Scott showing off his soccer skills

I think they like posing for photos...

Yum, elephant snot!

The playful elephant all by himself


Oooo, he likes that..



A gharial - small crocodile


Very excited baby wants our biscuits!


Buffalo crossing


Like a tank! Lucky we were on an elephant.


Ready for our safari on Emily.

Yay, we're still on, don't roll over yet - argh! (spot shell's leg below)

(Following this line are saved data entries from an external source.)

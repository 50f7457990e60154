use std::path::{Path, PathBuf};

use chrono::{DateTime, Utc};
use sha2::{Digest, Sha256};

/// Characters that are invalid in file names on at least one supported platform
const INVALID_CHARACTERS: &[char] = &['<', '>', ':', '"', '/', '\\', '|', '?', '*', '\n', '\t'];

/// Placeholder for titles that are absent or blank after sanitizing
pub const PLACEHOLDER_NAME: &str = "noname";

/// Stand-in hashed in place of a missing `create_time`
pub const ABSENT_TIMESTAMP_MARKER: &str = "None";

const FINGERPRINT_LEN: usize = 6;

pub const DATE_FORMAT: &str = "%Y-%m-%d";
pub const FILE_TIMESTAMP_FORMAT: &str = "%Y-%m-%d_%H-%M-%S";
pub const DISPLAY_TIMESTAMP_FORMAT: &str = "%Y-%m-%d %H:%M:%S";

/// Strips file-system-invalid characters from a name
///
/// Absent names and names that are blank once stripped become [`PLACEHOLDER_NAME`].
/// Idempotent: `sanitize(Some(&sanitize(x))) == sanitize(x)`.
///
/// # Examples
///
/// ```
/// use chat_archive_organizer::sanitize;
///
/// assert_eq!(sanitize(Some("What is <html>?")), "What is html");
/// assert_eq!(sanitize(Some("  ")), "noname");
/// assert_eq!(sanitize(None), "noname");
/// ```
pub fn sanitize(name: Option<&str>) -> String {
    let cleaned: String =
        name.unwrap_or_default().chars().filter(|c| !INVALID_CHARACTERS.contains(c)).collect();

    if cleaned.trim().is_empty() { PLACEHOLDER_NAME.to_string() } else { cleaned }
}

/// Relative directory for a category; each `/`-separated level becomes a nested folder
///
/// Levels are sanitized one by one. Blank, `.` and `..` levels become
/// [`PLACEHOLDER_NAME`], so the result always stays below the output directory.
pub fn category_dir_name(category: &str) -> PathBuf {
    category
        .split('/')
        .map(|level| {
            let name = sanitize(Some(level));
            if name.trim().chars().all(|c| c == '.') { PLACEHOLDER_NAME.to_string() } else { name }
        })
        .collect()
}

/// First six hex characters of SHA-256 over the sanitized title and raw `create_time`
///
/// Same title and same raw timestamp always give the same fingerprint, so
/// re-running over an archive overwrites instead of duplicating.
pub fn fingerprint(sanitized_title: &str, raw_create_time: Option<&str>) -> String {
    let mut hasher = Sha256::new();
    hasher.update(sanitized_title.as_bytes());
    hasher.update(raw_create_time.unwrap_or(ABSENT_TIMESTAMP_MARKER).as_bytes());
    let digest = hex::encode(hasher.finalize());
    digest[..FINGERPRINT_LEN].to_string()
}

/// Folder name `<YYYY-MM-DD>-<fingerprint>` for one conversation
pub fn folder_name(created: &DateTime<Utc>, fingerprint: &str) -> String {
    format!("{}-{}", created.format(DATE_FORMAT), fingerprint)
}

/// Transcript path `<base_dir>/<timestamp_iso>_<title>.md`
///
/// Two conversations sharing title and second-level timestamp map to the same path.
pub fn unique_path(base_dir: &Path, title: &str, timestamp_iso: &str) -> PathBuf {
    base_dir.join(format!("{}_{}.md", timestamp_iso, sanitize(Some(title))))
}

/// Replay prompt path that sits next to the transcript
pub fn prompt_path(base_dir: &Path, title: &str, timestamp_iso: &str) -> PathBuf {
    base_dir.join(format!("{}_{}_prompt.txt", timestamp_iso, sanitize(Some(title))))
}
use std::path::{Component, Path};

/// Renders `path` relative to `base` with `/` separators, as used in index links
///
/// Paths outside `base` are rendered whole.
pub fn relative_link_path(base: &Path, path: &Path) -> String {
    let relative = path.strip_prefix(base).unwrap_or(path);
    relative
        .components()
        .filter_map(|component| match component {
            Component::Normal(part) => Some(part.to_string_lossy()),
            Component::ParentDir => Some("..".into()),
            _ => None,
        })
        .collect::<Vec<_>>()
        .join("/")
}

#[cfg(test)]
mod tests {
    use std::path::PathBuf;

    use super::*;

    #[test]
    fn test_relative_link_path_inside_base() {
        let base = PathBuf::from("/out");
        let path = base.join("System Administration").join("2023-11-14-abc123").join("x.md");
        assert_eq!(
            relative_link_path(&base, &path),
            "System Administration/2023-11-14-abc123/x.md"
        );
    }

    #[test]
    fn test_relative_link_path_relative_base() {
        let base = PathBuf::from("vault");
        let path = PathBuf::from("vault/Cat/f.md");
        assert_eq!(relative_link_path(&base, &path), "Cat/f.md");
    }

    #[test]
    fn test_relative_link_path_outside_base() {
        let base = PathBuf::from("/out");
        let path = PathBuf::from("/elsewhere/f.md");
        assert_eq!(relative_link_path(&base, &path), "elsewhere/f.md");
    }
}
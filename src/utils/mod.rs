pub mod naming;
pub mod paths;

pub use naming::{
    PLACEHOLDER_NAME, category_dir_name, fingerprint, folder_name, prompt_path, sanitize,
    unique_path,
};
pub use paths::relative_link_path;
//! Run-level outputs built from every processed conversation
//!
//! - [`IndexBuilder`] collects one row per written conversation and renders
//!   `index.md` grouped by category.
//! - [`split_title_batches`] prepares title lists for an external classification
//!   step whose answers come back as override files.

pub mod builder;
pub mod title_batches;

pub use builder::{INDEX_FILE_NAME, IndexBuilder};
pub use title_batches::{TITLE_BATCH_PROMPT, TitleBatch, split_title_batches};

All the worries and bad feelings we still had concerning the problems we encountered at the border were completely extinguished soon after reaching the Royal Chitwan National Park. We had such a great time there and there’s so much we could tell you. We could go into detail about the beautiful boat ride we did up the river spotting various animals and birds including a stork and a crocodile, or we could try to explain to you how we were scared senseless before undertaking a bush walk with our local guide because of the countless warnings he gave us and the tactics needed in case we ran into a variety of different wild beasts that seemed to be present (like ruhnning in zigzags if a rhino charged us). Or we could give descriptions of how it felt to see, 2m away from us, a massive rhinocerous (about 2m long by 1.5m high by 1.5m wide), which we would not surprised if they were the orginal inspiration for military tanks, from the top of an elephant on our elephant safari, or we could try to explain what it was like to witness the unusual cultural/homosexual show that seemed to blend traditional stick dances with transvestite dances, or we could describe how we oohed and aahed over the absolutely gorgeous baby elephants that we fed and that chased us round wanting our cookies in the elephant breeding grounds, but we’ll skip all that and instead focus on the highlight of our time in the park... the bathing with elephants.

We had heard there was an area where we could go and they would let us swim and bathe with the elephants. We had to admit we were sceptical, but when we got to the area where the locals bring their trained domesticated elephenats to wash every morning we were pleasantly surprised to see four elephants playing around and splashing themselves with the water. Two of them already had tourists struggling to hold onto their backs as they squirted their riders with water from their trunks and wriggled their bodies in a playful way in order to try and dislodge their passengers.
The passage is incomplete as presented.